# [Exercise aim]
Please reproduce each line of the data below as it stands.

# [Supplied data]
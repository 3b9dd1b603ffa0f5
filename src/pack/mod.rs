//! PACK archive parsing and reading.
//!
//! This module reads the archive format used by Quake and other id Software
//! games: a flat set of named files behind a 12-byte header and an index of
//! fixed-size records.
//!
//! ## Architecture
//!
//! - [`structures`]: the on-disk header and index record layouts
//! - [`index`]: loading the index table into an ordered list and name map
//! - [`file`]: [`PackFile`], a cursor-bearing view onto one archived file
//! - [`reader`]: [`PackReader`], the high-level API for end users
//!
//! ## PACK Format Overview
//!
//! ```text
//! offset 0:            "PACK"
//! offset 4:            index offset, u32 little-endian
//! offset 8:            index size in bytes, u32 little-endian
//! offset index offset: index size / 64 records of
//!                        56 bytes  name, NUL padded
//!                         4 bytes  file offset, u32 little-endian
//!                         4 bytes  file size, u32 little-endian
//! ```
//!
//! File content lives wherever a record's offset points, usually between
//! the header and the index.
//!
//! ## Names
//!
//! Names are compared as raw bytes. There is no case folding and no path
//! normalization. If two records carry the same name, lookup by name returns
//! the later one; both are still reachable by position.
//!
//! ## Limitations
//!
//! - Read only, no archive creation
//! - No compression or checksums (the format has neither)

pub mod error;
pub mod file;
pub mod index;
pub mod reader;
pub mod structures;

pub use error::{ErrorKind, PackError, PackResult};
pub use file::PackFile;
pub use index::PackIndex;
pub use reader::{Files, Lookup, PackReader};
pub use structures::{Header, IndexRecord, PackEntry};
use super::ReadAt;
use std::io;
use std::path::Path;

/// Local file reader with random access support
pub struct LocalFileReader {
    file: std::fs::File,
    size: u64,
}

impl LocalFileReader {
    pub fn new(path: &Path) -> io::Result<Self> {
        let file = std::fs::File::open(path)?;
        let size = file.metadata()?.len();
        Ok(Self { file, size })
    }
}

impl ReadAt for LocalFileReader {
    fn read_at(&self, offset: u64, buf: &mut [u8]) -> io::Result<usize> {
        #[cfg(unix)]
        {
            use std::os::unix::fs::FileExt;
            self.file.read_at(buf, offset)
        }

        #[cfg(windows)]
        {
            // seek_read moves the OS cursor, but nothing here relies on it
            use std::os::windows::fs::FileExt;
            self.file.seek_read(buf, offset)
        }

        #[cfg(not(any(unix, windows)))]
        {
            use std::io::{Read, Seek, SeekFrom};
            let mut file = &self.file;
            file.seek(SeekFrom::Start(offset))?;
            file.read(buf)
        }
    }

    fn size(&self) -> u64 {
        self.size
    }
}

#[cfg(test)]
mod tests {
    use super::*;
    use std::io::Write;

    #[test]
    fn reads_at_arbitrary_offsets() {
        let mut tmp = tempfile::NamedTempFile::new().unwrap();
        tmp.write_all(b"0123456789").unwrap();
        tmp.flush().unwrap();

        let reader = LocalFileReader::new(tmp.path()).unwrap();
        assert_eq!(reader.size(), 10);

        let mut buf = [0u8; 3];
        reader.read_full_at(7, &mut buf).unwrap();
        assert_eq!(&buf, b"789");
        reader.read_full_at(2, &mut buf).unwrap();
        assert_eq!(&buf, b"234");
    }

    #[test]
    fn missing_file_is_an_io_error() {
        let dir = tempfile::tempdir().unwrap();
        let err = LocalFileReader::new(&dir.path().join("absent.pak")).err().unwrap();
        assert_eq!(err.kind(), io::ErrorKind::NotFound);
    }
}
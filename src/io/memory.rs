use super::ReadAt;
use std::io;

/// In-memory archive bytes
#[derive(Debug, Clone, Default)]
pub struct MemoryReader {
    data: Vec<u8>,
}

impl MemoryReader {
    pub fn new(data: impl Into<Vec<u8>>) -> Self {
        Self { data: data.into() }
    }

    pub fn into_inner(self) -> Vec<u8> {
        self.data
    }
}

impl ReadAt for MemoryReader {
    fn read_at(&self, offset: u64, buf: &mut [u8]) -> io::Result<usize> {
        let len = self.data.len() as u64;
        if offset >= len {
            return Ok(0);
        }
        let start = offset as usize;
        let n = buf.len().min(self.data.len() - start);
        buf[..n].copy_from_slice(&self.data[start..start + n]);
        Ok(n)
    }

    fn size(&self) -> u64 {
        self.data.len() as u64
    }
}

# [Exercise solution]
repository 3b9dd1b603ffa0f5
filename src/pack/mod.rs
//! PACK archive parsing and reading.
//!
//! This module reads the archive format used by Quake and other id Software
//! games: a flat set of named files behind a 12-byte header and an index of
//! fixed-size records.
//!
//! ## Architecture
//!
//! - [`structures`]: the on-disk header and index record layouts
//! - [`index`]: loading the index table into an ordered list and name map
//! - [`file`]: [`PackFile`], a cursor-bearing view onto one archived file
//! - [`reader`]: [`PackReader`], the high-level API for end users
//!
//! ## PACK Format Overview
//!
//! ```text
//! offset 0:            "PACK"
//! offset 4:            index offset, u32 little-endian
//! offset 8:            index size in bytes, u32 little-endian
//! offset index offset: index size / 64 records of
//!                        56 bytes  name, NUL padded
//!                         4 bytes  file offset, u32 little-endian
//!                         4 bytes  file size, u32 little-endian
//! ```
//!
//! File content lives wherever a record's offset points, usually between
//! the header and the index.
//!
//! ## Names
//!
//! Names are compared as raw bytes. There is no case folding and no path
//! normalization. If two records carry the same name, lookup by name returns
//! the later one; both are still reachable by position.
//!
//! ## Limitations
//!
//! - Read only, no archive creation
//! - No compression or checksums (the format has neither)

pub mod error;
pub mod file;
pub mod index;
pub mod reader;
pub mod structures;

pub use error::{ErrorKind, PackError, PackResult};
pub use file::PackFile;
pub use index::PackIndex;
pub use reader::{Files, Lookup, PackReader};
pub use structures::{Header, IndexRecord, PackEntry};
use super::ReadAt;
use std::io;
use std::path::Path;

/// Local file reader with random access support
pub struct LocalFileReader {
    file: std::fs::File,
    size: u64,
}

impl LocalFileReader {
    pub fn new(path: &Path) -> io::Result<Self> {
        let file = std::fs::File::open(path)?;
        let size = file.metadata()?.len();
        Ok(Self { file, size })
    }
}

impl ReadAt for LocalFileReader {
    fn read_at(&self, offset: u64, buf: &mut [u8]) -> io::Result<usize> {
        #[cfg(unix)]
        {
            use std::os::unix::fs::FileExt;
            self.file.read_at(buf, offset)
        }

        #[cfg(windows)]
        {
            // seek_read moves the OS cursor, but nothing here relies on it
            use std::os::windows::fs::FileExt;
            self.file.seek_read(buf, offset)
        }

        #[cfg(not(any(unix, windows)))]
        {
            use std::io::{Read, Seek, SeekFrom};
            let mut file = &self.file;
            file.seek(SeekFrom::Start(offset))?;
            file.read(buf)
        }
    }

    fn size(&self) -> u64 {
        self.size
    }
}

#[cfg(test)]
mod tests {
    use super::*;
    use std::io::Write;

    #[test]
    fn reads_at_arbitrary_offsets() {
        let mut tmp = tempfile::NamedTempFile::new().unwrap();
        tmp.write_all(b"0123456789").unwrap();
        tmp.flush().unwrap();

        let reader = LocalFileReader::new(tmp.path()).unwrap();
        assert_eq!(reader.size(), 10);

        let mut buf = [0u8; 3];
        reader.read_full_at(7, &mut buf).unwrap();
        assert_eq!(&buf, b"789");
        reader.read_full_at(2, &mut buf).unwrap();
        assert_eq!(&buf, b"234");
    }

    #[test]
    fn missing_file_is_an_io_error() {
        let dir = tempfile::tempdir().unwrap();
        let err = LocalFileReader::new(&dir.path().join("absent.pak")).err().unwrap();
        assert_eq!(err.kind(), io::ErrorKind::NotFound);
    }
}
filename src/io/memory.rs
use super::ReadAt;
use std::io;

/// In-memory archive bytes
#[derive(Debug, Clone, Default)]
pub struct MemoryReader {
    data: Vec<u8>,
}

impl MemoryReader {
    pub fn new(data: impl Into<Vec<u8>>) -> Self {
        Self { data: data.into() }
    }

    pub fn into_inner(self) -> Vec<u8> {
        self.data
    }
}

impl ReadAt for MemoryReader {
    fn read_at(&self, offset: u64, buf: &mut [u8]) -> io::Result<usize> {
        let len = self.data.len() as u64;
        if offset >= len {
            return Ok(0);
        }
        let start = offset as usize;
        let n = buf.len().min(self.data.len() - start);
        buf[..n].copy_from_slice(&self.data[start..start + n]);
        Ok(n)
    }

    fn size(&self) -> u64 {
        self.data.len() as u64
    }
}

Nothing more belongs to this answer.